## [Assignment]
Write every entry out again, unchanged.

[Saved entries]

+--

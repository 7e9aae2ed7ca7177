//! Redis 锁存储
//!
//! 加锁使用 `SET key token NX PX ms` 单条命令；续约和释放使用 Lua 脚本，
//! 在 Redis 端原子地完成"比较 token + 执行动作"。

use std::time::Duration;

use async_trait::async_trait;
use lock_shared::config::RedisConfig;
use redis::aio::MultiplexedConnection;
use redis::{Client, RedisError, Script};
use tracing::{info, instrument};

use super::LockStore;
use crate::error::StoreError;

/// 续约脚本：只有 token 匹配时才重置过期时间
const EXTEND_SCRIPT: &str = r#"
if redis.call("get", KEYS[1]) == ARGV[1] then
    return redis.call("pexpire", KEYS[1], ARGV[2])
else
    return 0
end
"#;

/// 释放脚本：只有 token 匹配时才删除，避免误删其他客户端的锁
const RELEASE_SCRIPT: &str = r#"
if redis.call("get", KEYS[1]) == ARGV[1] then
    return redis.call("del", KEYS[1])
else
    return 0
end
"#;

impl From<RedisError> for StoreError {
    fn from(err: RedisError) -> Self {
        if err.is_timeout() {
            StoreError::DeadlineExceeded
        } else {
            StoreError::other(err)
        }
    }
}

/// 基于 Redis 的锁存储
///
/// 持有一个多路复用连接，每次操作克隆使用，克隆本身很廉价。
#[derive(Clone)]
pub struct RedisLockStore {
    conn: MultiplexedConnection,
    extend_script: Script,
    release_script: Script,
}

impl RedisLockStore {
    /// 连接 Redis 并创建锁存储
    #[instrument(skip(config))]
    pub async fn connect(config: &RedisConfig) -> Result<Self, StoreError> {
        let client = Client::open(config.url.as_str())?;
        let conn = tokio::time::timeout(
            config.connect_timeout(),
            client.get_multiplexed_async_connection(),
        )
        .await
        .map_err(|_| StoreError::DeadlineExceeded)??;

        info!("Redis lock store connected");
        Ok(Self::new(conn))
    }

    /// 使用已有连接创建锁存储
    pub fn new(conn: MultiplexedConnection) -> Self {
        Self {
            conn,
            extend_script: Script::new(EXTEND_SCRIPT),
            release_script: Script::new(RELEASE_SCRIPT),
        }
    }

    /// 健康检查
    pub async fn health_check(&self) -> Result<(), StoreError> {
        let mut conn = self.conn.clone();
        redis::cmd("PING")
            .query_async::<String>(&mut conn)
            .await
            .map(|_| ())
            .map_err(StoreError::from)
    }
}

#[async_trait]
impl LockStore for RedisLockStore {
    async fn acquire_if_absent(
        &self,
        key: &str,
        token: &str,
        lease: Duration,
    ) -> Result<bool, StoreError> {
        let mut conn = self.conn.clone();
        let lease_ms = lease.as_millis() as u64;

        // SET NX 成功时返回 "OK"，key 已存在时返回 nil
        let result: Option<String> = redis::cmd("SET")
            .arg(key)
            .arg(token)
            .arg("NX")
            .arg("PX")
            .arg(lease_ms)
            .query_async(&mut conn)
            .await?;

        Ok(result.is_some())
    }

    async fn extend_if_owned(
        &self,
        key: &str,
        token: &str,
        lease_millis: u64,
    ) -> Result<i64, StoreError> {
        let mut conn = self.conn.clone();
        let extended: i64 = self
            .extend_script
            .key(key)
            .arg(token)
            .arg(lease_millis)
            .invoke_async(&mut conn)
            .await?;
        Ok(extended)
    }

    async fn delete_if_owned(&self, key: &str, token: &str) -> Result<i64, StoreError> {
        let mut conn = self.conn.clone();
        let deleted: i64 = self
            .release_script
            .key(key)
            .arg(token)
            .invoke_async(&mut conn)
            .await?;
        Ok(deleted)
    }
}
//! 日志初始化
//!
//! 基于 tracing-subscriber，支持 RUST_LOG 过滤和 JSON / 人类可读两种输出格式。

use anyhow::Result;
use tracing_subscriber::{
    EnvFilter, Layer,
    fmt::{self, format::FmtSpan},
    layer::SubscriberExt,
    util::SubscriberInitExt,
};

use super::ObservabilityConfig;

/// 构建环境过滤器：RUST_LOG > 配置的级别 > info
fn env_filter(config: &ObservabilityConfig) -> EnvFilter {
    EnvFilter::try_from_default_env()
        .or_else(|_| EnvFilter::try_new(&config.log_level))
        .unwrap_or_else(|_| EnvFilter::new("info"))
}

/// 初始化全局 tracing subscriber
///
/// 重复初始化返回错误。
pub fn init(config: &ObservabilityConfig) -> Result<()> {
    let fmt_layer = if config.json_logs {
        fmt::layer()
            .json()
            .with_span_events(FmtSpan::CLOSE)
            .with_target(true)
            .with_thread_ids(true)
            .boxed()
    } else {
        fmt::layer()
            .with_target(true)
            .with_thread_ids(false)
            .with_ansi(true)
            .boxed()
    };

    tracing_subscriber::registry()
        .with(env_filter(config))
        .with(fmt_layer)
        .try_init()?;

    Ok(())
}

+--

## [Result of the task]
repository 7e9aae2ed7ca7177
//! Redis 锁存储
//!
//! 加锁使用 `SET key token NX PX ms` 单条命令；续约和释放使用 Lua 脚本，
//! 在 Redis 端原子地完成"比较 token + 执行动作"。

use std::time::Duration;

use async_trait::async_trait;
use lock_shared::config::RedisConfig;
use redis::aio::MultiplexedConnection;
use redis::{Client, RedisError, Script};
use tracing::{info, instrument};

use super::LockStore;
use crate::error::StoreError;

/// 续约脚本：只有 token 匹配时才重置过期时间
const EXTEND_SCRIPT: &str = r#"
if redis.call("get", KEYS[1]) == ARGV[1] then
    return redis.call("pexpire", KEYS[1], ARGV[2])
else
    return 0
end
"#;

/// 释放脚本：只有 token 匹配时才删除，避免误删其他客户端的锁
const RELEASE_SCRIPT: &str = r#"
if redis.call("get", KEYS[1]) == ARGV[1] then
    return redis.call("del", KEYS[1])
else
    return 0
end
"#;

impl From<RedisError> for StoreError {
    fn from(err: RedisError) -> Self {
        if err.is_timeout() {
            StoreError::DeadlineExceeded
        } else {
            StoreError::other(err)
        }
    }
}

/// 基于 Redis 的锁存储
///
/// 持有一个多路复用连接，每次操作克隆使用，克隆本身很廉价。
#[derive(Clone)]
pub struct RedisLockStore {
    conn: MultiplexedConnection,
    extend_script: Script,
    release_script: Script,
}

impl RedisLockStore {
    /// 连接 Redis 并创建锁存储
    #[instrument(skip(config))]
    pub async fn connect(config: &RedisConfig) -> Result<Self, StoreError> {
        let client = Client::open(config.url.as_str())?;
        let conn = tokio::time::timeout(
            config.connect_timeout(),
            client.get_multiplexed_async_connection(),
        )
        .await
        .map_err(|_| StoreError::DeadlineExceeded)??;

        info!("Redis lock store connected");
        Ok(Self::new(conn))
    }

    /// 使用已有连接创建锁存储
    pub fn new(conn: MultiplexedConnection) -> Self {
        Self {
            conn,
            extend_script: Script::new(EXTEND_SCRIPT),
            release_script: Script::new(RELEASE_SCRIPT),
        }
    }

    /// 健康检查
    pub async fn health_check(&self) -> Result<(), StoreError> {
        let mut conn = self.conn.clone();
        redis::cmd("PING")
            .query_async::<String>(&mut conn)
            .await
            .map(|_| ())
            .map_err(StoreError::from)
    }
}

#[async_trait]
impl LockStore for RedisLockStore {
    async fn acquire_if_absent(
        &self,
        key: &str,
        token: &str,
        lease: Duration,
    ) -> Result<bool, StoreError> {
        let mut conn = self.conn.clone();
        let lease_ms = lease.as_millis() as u64;

        // SET NX 成功时返回 "OK"，key 已存在时返回 nil
        let result: Option<String> = redis::cmd("SET")
            .arg(key)
            .arg(token)
            .arg("NX")
            .arg("PX")
            .arg(lease_ms)
            .query_async(&mut conn)
            .await?;

        Ok(result.is_some())
    }

    async fn extend_if_owned(
        &self,
        key: &str,
        token: &str,
        lease_millis: u64,
    ) -> Result<i64, StoreError> {
        let mut conn = self.conn.clone();
        let extended: i64 = self
            .extend_script
            .key(key)
            .arg(token)
            .arg(lease_millis)
            .invoke_async(&mut conn)
            .await?;
        Ok(extended)
    }

    async fn delete_if_owned(&self, key: &str, token: &str) -> Result<i64, StoreError> {
        let mut conn = self.conn.clone();
        let deleted: i64 = self
            .release_script
            .key(key)
            .arg(token)
            .invoke_async(&mut conn)
            .await?;
        Ok(deleted)
    }
}
//! 日志初始化
//!
//! 基于 tracing-subscriber，支持 RUST_LOG 过滤和 JSON / 人类可读两种输出格式。

use anyhow::Result;
use tracing_subscriber::{
    EnvFilter, Layer,
    fmt::{self, format::FmtSpan},
    layer::SubscriberExt,
    util::SubscriberInitExt,
};

use super::ObservabilityConfig;

/// 构建环境过滤器：RUST_LOG > 配置的级别 > info
fn env_filter(config: &ObservabilityConfig) -> EnvFilter {
    EnvFilter::try_from_default_env()
        .or_else(|_| EnvFilter::try_new(&config.log_level))
        .unwrap_or_else(|_| EnvFilter::new("info"))
}

/// 初始化全局 tracing subscriber
///
/// 重复初始化返回错误。
pub fn init(config: &ObservabilityConfig) -> Result<()> {
    let fmt_layer = if config.json_logs {
        fmt::layer()
            .json()
            .with_span_events(FmtSpan::CLOSE)
            .with_target(true)
            .with_thread_ids(true)
            .boxed()
    } else {
        fmt::layer()
            .with_target(true)
            .with_thread_ids(false)
            .with_ansi(true)
            .boxed()
    };

    tracing_subscriber::registry()
        .with(env_filter(config))
        .with(fmt_layer)
        .try_init()?;

    Ok(())
}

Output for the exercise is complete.